*Instructions for the task*.
Show each line from the listing that includes the word "serde".

++++++++

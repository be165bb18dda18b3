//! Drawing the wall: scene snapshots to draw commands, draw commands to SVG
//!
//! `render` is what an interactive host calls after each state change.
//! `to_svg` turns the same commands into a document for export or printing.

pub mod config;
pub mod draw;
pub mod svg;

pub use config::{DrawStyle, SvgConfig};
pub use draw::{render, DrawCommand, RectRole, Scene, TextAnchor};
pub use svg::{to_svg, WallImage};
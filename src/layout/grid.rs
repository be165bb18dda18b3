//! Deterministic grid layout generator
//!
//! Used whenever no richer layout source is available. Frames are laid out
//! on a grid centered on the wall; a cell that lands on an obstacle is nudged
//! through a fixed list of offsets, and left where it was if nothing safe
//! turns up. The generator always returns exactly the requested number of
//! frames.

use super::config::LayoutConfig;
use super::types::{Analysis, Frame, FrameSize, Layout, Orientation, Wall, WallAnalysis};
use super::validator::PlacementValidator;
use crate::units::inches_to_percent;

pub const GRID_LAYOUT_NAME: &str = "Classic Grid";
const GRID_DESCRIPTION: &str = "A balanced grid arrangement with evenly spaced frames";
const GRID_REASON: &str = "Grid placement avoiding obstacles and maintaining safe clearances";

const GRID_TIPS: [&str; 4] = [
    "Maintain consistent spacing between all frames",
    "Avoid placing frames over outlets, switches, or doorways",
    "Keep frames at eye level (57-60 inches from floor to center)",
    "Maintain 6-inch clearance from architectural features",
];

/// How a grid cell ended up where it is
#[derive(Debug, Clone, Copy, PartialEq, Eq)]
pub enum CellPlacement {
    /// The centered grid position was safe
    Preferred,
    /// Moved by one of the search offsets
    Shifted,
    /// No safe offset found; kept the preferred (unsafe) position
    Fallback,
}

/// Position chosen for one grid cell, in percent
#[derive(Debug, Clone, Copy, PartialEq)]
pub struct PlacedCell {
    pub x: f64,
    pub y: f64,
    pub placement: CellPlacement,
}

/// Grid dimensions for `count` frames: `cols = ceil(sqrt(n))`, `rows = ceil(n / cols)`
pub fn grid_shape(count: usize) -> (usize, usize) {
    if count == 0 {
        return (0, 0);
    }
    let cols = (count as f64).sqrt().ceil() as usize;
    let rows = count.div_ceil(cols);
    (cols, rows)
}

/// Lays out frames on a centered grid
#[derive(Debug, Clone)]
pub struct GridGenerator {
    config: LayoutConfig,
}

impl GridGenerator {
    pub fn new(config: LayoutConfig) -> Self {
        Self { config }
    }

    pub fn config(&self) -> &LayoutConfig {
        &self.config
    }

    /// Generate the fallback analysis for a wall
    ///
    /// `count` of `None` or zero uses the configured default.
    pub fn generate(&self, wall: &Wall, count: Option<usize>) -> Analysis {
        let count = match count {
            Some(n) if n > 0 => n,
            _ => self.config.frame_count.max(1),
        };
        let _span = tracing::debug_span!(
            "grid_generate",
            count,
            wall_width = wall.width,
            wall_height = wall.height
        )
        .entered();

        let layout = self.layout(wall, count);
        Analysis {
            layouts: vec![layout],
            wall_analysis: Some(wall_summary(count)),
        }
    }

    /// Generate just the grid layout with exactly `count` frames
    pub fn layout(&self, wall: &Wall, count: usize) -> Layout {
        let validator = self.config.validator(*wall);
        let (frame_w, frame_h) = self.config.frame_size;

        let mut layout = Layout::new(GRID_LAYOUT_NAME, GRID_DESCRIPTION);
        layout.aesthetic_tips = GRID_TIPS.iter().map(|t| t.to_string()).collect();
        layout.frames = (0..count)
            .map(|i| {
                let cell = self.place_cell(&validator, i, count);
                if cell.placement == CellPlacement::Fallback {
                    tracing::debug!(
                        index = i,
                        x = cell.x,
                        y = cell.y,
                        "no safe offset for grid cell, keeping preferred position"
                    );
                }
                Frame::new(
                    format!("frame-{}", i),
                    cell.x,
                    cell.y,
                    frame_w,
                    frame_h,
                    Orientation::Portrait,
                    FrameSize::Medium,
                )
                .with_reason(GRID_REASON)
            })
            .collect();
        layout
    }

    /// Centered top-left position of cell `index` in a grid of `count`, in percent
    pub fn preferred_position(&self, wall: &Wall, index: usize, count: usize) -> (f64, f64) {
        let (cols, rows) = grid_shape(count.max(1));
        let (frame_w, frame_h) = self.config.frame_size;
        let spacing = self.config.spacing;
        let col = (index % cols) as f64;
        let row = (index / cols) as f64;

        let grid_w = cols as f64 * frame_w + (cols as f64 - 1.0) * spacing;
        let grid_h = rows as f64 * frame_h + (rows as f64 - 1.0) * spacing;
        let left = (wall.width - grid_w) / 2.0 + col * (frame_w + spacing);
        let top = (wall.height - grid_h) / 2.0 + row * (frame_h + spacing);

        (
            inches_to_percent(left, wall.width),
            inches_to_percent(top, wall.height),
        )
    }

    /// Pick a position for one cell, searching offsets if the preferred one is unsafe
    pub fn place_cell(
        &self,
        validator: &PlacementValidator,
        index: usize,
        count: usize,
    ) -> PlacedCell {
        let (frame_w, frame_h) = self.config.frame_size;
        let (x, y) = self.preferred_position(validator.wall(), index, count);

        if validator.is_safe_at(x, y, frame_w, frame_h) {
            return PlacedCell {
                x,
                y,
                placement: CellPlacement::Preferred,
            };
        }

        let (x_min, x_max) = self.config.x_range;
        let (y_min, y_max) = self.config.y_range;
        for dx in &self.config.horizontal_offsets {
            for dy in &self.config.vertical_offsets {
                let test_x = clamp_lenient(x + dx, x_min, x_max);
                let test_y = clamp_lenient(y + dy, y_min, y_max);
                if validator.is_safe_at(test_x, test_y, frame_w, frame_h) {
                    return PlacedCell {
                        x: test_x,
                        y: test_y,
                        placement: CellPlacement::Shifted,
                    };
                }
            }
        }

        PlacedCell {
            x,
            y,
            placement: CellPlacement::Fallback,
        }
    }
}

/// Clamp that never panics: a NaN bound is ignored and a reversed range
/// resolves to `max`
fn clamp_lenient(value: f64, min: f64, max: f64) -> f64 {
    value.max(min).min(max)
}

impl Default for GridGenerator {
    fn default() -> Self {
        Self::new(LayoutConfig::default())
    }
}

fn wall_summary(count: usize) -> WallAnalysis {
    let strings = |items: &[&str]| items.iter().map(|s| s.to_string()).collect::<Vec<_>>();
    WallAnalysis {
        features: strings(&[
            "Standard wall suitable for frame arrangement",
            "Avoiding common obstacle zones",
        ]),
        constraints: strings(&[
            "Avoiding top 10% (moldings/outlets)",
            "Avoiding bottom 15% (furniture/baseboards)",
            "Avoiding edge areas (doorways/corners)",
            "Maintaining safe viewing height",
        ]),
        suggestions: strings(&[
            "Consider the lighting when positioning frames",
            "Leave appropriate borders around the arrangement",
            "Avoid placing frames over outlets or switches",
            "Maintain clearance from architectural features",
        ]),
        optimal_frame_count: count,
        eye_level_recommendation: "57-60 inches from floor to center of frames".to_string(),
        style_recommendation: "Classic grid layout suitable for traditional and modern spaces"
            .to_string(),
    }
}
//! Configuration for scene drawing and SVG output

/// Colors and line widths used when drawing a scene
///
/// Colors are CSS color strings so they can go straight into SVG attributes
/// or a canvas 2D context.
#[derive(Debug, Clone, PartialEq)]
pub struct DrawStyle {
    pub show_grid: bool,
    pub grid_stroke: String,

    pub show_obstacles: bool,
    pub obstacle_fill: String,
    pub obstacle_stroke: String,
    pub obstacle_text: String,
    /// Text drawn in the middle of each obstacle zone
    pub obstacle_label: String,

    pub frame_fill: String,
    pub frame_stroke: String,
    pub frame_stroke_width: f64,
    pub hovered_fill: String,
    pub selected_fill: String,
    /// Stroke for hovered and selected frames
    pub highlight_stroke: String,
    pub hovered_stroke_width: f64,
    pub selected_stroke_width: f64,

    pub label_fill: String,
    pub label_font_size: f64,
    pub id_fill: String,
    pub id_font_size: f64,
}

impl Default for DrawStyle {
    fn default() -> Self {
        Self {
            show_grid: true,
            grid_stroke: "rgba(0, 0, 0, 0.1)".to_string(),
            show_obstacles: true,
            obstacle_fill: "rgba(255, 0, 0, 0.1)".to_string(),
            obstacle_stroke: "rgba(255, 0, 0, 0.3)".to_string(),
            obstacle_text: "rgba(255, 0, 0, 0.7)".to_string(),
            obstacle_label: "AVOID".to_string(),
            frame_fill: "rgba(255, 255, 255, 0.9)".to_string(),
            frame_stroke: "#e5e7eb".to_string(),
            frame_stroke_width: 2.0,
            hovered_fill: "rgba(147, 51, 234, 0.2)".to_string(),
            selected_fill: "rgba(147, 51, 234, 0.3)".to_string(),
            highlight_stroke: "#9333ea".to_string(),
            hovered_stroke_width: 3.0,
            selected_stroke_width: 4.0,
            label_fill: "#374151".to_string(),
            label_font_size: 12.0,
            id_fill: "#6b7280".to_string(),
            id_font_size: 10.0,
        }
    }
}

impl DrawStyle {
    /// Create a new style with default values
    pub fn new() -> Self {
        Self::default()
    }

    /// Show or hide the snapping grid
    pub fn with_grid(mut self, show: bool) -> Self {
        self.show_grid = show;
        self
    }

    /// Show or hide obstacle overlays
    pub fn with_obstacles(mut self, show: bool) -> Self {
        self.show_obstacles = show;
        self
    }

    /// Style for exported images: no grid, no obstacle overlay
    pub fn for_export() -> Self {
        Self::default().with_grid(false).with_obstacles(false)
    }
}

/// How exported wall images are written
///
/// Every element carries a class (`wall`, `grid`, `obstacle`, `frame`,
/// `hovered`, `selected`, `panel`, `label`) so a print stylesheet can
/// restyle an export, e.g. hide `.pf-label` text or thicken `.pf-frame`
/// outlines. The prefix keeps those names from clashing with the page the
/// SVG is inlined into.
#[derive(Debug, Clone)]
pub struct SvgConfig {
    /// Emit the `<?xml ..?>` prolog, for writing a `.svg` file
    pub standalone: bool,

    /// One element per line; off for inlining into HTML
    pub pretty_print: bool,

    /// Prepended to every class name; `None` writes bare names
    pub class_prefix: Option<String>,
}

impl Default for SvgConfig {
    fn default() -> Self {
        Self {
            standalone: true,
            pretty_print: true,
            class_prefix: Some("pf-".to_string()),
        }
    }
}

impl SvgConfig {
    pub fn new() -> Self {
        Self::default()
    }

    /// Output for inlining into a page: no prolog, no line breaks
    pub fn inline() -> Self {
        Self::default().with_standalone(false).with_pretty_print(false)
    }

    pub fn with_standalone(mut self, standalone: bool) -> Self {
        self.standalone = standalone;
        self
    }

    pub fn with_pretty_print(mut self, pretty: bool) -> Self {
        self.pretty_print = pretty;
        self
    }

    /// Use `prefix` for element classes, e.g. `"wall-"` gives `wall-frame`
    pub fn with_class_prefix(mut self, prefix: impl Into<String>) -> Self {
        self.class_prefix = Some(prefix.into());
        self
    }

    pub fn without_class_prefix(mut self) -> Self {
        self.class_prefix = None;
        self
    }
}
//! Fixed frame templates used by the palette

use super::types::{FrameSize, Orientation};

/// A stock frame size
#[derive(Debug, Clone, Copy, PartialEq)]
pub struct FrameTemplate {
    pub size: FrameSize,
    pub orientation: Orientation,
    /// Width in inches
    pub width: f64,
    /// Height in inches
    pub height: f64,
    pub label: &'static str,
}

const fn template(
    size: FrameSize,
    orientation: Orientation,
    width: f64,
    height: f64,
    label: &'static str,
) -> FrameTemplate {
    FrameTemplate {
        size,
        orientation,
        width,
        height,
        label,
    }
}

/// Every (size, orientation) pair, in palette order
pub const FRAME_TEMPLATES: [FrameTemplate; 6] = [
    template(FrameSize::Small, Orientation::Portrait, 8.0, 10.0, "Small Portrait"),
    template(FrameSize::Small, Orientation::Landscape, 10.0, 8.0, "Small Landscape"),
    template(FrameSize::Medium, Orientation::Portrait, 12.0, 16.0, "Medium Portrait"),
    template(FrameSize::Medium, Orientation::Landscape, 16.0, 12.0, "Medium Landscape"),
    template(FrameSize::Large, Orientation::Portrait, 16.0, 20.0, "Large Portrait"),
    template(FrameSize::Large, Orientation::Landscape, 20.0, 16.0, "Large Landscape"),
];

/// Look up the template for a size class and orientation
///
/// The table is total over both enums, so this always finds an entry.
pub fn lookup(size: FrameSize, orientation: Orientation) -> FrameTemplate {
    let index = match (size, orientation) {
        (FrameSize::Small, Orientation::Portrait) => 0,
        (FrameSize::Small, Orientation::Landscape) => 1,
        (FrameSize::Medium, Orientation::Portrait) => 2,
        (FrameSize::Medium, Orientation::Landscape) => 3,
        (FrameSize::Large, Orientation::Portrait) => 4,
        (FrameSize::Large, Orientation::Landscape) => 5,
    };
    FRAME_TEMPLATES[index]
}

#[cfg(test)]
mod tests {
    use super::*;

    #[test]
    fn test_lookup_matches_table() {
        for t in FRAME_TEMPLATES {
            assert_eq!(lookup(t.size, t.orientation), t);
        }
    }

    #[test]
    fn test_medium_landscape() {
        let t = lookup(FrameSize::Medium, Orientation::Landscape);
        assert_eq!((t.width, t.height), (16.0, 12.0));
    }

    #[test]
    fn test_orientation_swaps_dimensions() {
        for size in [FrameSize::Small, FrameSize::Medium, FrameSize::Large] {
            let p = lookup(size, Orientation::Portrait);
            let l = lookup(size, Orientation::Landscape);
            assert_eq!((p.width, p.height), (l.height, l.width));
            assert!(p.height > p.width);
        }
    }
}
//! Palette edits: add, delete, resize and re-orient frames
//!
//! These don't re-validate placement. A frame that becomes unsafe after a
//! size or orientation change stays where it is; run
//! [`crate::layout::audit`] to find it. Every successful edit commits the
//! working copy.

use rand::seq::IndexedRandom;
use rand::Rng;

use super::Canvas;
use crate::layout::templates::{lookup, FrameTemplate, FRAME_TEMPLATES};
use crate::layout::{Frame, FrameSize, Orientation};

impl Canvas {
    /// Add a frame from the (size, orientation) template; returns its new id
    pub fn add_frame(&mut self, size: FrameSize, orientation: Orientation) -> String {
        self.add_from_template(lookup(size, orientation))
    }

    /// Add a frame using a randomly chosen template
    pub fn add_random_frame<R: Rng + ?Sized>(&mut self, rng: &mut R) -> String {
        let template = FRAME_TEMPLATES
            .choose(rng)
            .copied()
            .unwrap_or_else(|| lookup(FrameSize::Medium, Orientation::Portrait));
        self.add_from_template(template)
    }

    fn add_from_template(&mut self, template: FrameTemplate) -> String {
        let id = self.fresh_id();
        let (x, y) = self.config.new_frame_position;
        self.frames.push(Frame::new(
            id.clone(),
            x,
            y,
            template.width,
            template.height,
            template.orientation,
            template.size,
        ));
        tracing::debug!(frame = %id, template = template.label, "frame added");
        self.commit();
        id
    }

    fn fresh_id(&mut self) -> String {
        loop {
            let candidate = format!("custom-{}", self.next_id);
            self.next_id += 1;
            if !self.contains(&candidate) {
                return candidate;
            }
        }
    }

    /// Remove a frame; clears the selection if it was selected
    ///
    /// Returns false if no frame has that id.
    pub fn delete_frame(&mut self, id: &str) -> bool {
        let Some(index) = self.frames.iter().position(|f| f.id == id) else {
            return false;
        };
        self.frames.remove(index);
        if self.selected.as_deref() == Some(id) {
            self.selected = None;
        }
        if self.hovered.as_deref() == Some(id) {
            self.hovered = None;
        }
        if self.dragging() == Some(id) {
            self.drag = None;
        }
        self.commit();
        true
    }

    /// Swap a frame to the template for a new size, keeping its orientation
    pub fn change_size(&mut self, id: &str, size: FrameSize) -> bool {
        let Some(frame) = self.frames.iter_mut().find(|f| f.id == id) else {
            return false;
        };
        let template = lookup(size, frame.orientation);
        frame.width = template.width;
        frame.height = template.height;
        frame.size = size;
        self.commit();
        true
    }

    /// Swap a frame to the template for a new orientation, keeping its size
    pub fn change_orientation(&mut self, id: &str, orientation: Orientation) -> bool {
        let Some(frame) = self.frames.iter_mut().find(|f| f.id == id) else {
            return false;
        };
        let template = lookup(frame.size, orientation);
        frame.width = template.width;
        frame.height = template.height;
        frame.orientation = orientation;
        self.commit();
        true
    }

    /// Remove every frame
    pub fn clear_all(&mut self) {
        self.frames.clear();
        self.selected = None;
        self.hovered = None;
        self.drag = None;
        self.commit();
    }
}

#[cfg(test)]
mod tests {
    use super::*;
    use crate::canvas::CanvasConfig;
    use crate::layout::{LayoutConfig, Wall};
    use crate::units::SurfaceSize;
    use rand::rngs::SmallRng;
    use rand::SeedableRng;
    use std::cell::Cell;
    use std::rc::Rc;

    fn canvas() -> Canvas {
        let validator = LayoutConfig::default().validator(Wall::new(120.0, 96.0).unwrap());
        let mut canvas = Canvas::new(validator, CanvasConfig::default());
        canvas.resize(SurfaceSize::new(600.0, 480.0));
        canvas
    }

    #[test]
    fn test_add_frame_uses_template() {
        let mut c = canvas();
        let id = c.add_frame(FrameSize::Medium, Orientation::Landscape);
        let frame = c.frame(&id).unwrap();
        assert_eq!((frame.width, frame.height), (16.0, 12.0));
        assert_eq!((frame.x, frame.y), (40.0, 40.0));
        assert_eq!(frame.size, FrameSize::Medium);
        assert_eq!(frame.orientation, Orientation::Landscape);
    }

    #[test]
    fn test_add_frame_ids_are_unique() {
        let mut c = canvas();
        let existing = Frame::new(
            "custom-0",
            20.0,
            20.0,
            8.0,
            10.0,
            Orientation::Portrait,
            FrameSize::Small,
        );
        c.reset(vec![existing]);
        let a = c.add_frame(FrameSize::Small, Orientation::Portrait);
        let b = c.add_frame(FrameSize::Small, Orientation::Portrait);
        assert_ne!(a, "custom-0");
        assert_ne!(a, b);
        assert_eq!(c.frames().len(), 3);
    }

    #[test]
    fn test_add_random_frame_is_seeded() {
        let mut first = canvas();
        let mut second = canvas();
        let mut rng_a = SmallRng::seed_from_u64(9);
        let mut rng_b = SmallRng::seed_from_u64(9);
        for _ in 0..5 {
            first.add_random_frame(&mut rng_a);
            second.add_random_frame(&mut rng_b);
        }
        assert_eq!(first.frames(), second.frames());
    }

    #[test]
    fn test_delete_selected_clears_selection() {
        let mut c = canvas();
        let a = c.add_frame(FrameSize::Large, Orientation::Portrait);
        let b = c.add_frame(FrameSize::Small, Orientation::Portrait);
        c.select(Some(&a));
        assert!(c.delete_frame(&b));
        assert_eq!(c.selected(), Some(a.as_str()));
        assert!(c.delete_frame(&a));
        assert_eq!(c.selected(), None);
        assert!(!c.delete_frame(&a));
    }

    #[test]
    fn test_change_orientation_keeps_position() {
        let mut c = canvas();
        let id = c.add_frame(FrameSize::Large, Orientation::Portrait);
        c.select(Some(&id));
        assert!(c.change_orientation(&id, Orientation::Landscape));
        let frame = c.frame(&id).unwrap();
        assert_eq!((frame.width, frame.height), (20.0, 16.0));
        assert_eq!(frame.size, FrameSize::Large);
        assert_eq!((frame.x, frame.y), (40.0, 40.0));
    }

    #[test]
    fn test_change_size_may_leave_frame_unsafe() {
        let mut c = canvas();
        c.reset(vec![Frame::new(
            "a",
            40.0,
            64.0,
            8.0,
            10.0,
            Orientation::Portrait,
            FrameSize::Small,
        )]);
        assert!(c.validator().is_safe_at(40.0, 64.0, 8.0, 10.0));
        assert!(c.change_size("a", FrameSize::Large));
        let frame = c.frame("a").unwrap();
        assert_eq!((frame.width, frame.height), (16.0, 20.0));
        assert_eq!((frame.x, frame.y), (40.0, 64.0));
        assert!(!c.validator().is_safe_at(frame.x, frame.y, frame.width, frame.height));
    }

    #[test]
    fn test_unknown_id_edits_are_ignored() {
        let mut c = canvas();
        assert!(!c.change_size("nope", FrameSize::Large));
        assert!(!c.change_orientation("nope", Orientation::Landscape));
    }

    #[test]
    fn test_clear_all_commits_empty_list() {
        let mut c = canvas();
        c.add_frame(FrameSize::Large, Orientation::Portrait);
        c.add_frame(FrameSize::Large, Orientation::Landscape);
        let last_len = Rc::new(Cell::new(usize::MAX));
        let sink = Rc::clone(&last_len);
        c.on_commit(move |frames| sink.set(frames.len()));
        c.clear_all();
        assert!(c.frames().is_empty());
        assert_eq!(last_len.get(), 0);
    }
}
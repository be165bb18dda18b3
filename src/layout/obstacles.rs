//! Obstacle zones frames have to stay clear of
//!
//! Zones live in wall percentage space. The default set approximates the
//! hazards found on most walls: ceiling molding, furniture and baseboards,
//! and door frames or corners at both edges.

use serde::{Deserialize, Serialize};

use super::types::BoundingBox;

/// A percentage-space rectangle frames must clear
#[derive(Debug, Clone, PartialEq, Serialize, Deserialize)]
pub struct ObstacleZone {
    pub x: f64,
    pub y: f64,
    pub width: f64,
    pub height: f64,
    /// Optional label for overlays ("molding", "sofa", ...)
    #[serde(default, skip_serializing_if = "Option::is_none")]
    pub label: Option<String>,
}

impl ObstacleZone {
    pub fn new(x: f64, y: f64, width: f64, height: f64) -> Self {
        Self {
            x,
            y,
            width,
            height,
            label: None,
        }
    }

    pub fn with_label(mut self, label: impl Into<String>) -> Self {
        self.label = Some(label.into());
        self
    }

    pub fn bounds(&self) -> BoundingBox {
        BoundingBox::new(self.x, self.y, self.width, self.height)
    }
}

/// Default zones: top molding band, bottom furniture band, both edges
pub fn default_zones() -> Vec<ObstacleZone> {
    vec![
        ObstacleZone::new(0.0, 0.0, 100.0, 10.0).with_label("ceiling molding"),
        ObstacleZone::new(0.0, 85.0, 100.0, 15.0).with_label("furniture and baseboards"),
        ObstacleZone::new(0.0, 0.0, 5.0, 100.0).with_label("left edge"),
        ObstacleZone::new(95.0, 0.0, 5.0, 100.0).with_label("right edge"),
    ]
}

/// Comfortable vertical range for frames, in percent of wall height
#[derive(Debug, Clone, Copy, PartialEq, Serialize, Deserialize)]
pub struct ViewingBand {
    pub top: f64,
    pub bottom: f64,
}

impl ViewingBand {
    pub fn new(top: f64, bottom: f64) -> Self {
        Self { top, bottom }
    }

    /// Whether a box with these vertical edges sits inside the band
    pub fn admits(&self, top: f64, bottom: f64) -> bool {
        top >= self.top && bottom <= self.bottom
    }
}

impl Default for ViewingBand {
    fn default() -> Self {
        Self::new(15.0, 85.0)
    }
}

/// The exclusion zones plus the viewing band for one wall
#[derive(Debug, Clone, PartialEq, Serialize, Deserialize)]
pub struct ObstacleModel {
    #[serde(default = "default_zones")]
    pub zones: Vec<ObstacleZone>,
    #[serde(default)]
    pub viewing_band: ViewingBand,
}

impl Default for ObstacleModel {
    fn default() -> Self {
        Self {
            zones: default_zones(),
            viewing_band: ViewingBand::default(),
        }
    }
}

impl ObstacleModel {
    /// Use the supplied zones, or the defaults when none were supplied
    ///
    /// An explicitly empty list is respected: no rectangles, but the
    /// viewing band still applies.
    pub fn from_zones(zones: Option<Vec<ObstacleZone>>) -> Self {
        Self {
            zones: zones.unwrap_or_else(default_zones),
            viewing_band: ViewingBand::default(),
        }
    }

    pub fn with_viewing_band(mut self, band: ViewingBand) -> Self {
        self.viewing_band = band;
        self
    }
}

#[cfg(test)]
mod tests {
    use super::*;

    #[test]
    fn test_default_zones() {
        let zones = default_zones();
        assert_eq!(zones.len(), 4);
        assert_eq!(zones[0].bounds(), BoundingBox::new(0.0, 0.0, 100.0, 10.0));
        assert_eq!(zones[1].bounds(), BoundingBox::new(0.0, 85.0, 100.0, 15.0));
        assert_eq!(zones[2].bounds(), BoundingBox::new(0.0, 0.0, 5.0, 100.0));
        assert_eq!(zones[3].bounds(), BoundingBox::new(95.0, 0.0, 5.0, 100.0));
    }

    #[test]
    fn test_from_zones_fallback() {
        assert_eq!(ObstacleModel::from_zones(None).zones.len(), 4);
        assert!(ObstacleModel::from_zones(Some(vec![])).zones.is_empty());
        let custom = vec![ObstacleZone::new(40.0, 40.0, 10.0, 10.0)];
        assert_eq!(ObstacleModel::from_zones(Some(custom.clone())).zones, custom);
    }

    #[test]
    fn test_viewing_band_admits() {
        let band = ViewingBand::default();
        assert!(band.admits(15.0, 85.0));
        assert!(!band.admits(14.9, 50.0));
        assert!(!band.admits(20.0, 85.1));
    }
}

++++++++

*Output below*.
use serde::{Deserialize, Serialize};
    #[serde(default, skip_serializing_if = "Option::is_none")]
    #[serde(default = "default_zones")]
    #[serde(default)]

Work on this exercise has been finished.